| EXERCISE DATA |
>>>

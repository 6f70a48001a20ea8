use std::fs;
use std::path::{Path, PathBuf};

mod error;

pub use error::{EntryError, EntryErrorCode, EntryResult};

/// Handle to a file or directory shown in the quick view.
///
/// Two entries are the same selection when they point at the same path with
/// the same directory flag.
#[derive(Debug, Clone, PartialEq, Eq, Hash)]
pub struct Entry {
    path: PathBuf,
    name: String,
    is_directory: bool,
}

impl Entry {
    pub fn file(path: impl Into<PathBuf>) -> Self {
        Self::new(path.into(), false)
    }

    pub fn directory(path: impl Into<PathBuf>) -> Self {
        Self::new(path.into(), true)
    }

    /// Builds an entry from what is on disk. Symlinks are followed.
    pub fn from_path(path: impl AsRef<Path>) -> EntryResult<Self> {
        let path = path.as_ref();
        let meta = fs::metadata(path).map_err(|error| {
            EntryError::from_io_error(
                &format!("Failed to read metadata for {}", path.display()),
                error,
            )
        })?;
        Ok(Self::new(path.to_path_buf(), meta.is_dir()))
    }

    fn new(path: PathBuf, is_directory: bool) -> Self {
        let name = path
            .file_name()
            .map(|n| n.to_string_lossy().into_owned())
            .unwrap_or_else(|| path.display().to_string());
        Self {
            path,
            name,
            is_directory,
        }
    }

    pub fn path(&self) -> &Path {
        &self.path
    }

    pub fn name(&self) -> &str {
        &self.name
    }

    pub fn is_directory(&self) -> bool {
        self.is_directory
    }

    /// Lowercased extension without the dot, empty when there is none.
    pub fn extension(&self) -> String {
        self.path
            .extension()
            .and_then(|e| e.to_str())
            .unwrap_or_default()
            .to_ascii_lowercase()
    }
}

#[cfg(test)]
mod tests {
    use super::*;
    use std::env;
    use std::time::{Duration, SystemTime};

    fn uniq_path(label: &str) -> PathBuf {
        let ts = SystemTime::now()
            .duration_since(SystemTime::UNIX_EPOCH)
            .unwrap_or(Duration::from_secs(0))
            .as_nanos();
        env::temp_dir().join(format!("metabox-entry-{label}-{ts}"))
    }

    #[test]
    fn name_and_extension_come_from_path() {
        let entry = Entry::file("/photos/Holiday.JPG");
        assert_eq!(entry.name(), "Holiday.JPG");
        assert_eq!(entry.extension(), "jpg");
        assert!(!entry.is_directory());
    }

    #[test]
    fn equality_includes_directory_flag() {
        assert_eq!(Entry::file("/a/b"), Entry::file("/a/b"));
        assert_ne!(Entry::file("/a/b"), Entry::directory("/a/b"));
    }

    #[test]
    fn from_path_detects_directories() {
        let dir = uniq_path("dir");
        fs::create_dir_all(&dir).unwrap();
        let entry = Entry::from_path(&dir).unwrap();
        assert!(entry.is_directory());
        let _ = fs::remove_dir_all(&dir);
    }

    #[test]
    fn from_path_reports_missing_entries() {
        let err = Entry::from_path(uniq_path("missing")).unwrap_err();
        assert_eq!(err.code(), EntryErrorCode::NotFound);
    }
}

<<<

Set down the records above once more, exactly as they stand.

| EXERCISE ANSWER |
repository 6f70a48001a20ea8
use std::fs;
use std::path::{Path, PathBuf};

mod error;

pub use error::{EntryError, EntryErrorCode, EntryResult};

/// Handle to a file or directory shown in the quick view.
///
/// Two entries are the same selection when they point at the same path with
/// the same directory flag.
#[derive(Debug, Clone, PartialEq, Eq, Hash)]
pub struct Entry {
    path: PathBuf,
    name: String,
    is_directory: bool,
}

impl Entry {
    pub fn file(path: impl Into<PathBuf>) -> Self {
        Self::new(path.into(), false)
    }

    pub fn directory(path: impl Into<PathBuf>) -> Self {
        Self::new(path.into(), true)
    }

    /// Builds an entry from what is on disk. Symlinks are followed.
    pub fn from_path(path: impl AsRef<Path>) -> EntryResult<Self> {
        let path = path.as_ref();
        let meta = fs::metadata(path).map_err(|error| {
            EntryError::from_io_error(
                &format!("Failed to read metadata for {}", path.display()),
                error,
            )
        })?;
        Ok(Self::new(path.to_path_buf(), meta.is_dir()))
    }

    fn new(path: PathBuf, is_directory: bool) -> Self {
        let name = path
            .file_name()
            .map(|n| n.to_string_lossy().into_owned())
            .unwrap_or_else(|| path.display().to_string());
        Self {
            path,
            name,
            is_directory,
        }
    }

    pub fn path(&self) -> &Path {
        &self.path
    }

    pub fn name(&self) -> &str {
        &self.name
    }

    pub fn is_directory(&self) -> bool {
        self.is_directory
    }

    /// Lowercased extension without the dot, empty when there is none.
    pub fn extension(&self) -> String {
        self.path
            .extension()
            .and_then(|e| e.to_str())
            .unwrap_or_default()
            .to_ascii_lowercase()
    }
}

#[cfg(test)]
mod tests {
    use super::*;
    use std::env;
    use std::time::{Duration, SystemTime};

    fn uniq_path(label: &str) -> PathBuf {
        let ts = SystemTime::now()
            .duration_since(SystemTime::UNIX_EPOCH)
            .unwrap_or(Duration::from_secs(0))
            .as_nanos();
        env::temp_dir().join(format!("metabox-entry-{label}-{ts}"))
    }

    #[test]
    fn name_and_extension_come_from_path() {
        let entry = Entry::file("/photos/Holiday.JPG");
        assert_eq!(entry.name(), "Holiday.JPG");
        assert_eq!(entry.extension(), "jpg");
        assert!(!entry.is_directory());
    }

    #[test]
    fn equality_includes_directory_flag() {
        assert_eq!(Entry::file("/a/b"), Entry::file("/a/b"));
        assert_ne!(Entry::file("/a/b"), Entry::directory("/a/b"));
    }

    #[test]
    fn from_path_detects_directories() {
        let dir = uniq_path("dir");
        fs::create_dir_all(&dir).unwrap();
        let entry = Entry::from_path(&dir).unwrap();
        assert!(entry.is_directory());
        let _ = fs::remove_dir_all(&dir);
    }

    #[test]
    fn from_path_reports_missing_entries() {
        let err = Entry::from_path(uniq_path("missing")).unwrap_err();
        assert_eq!(err.code(), EntryErrorCode::NotFound);
    }
}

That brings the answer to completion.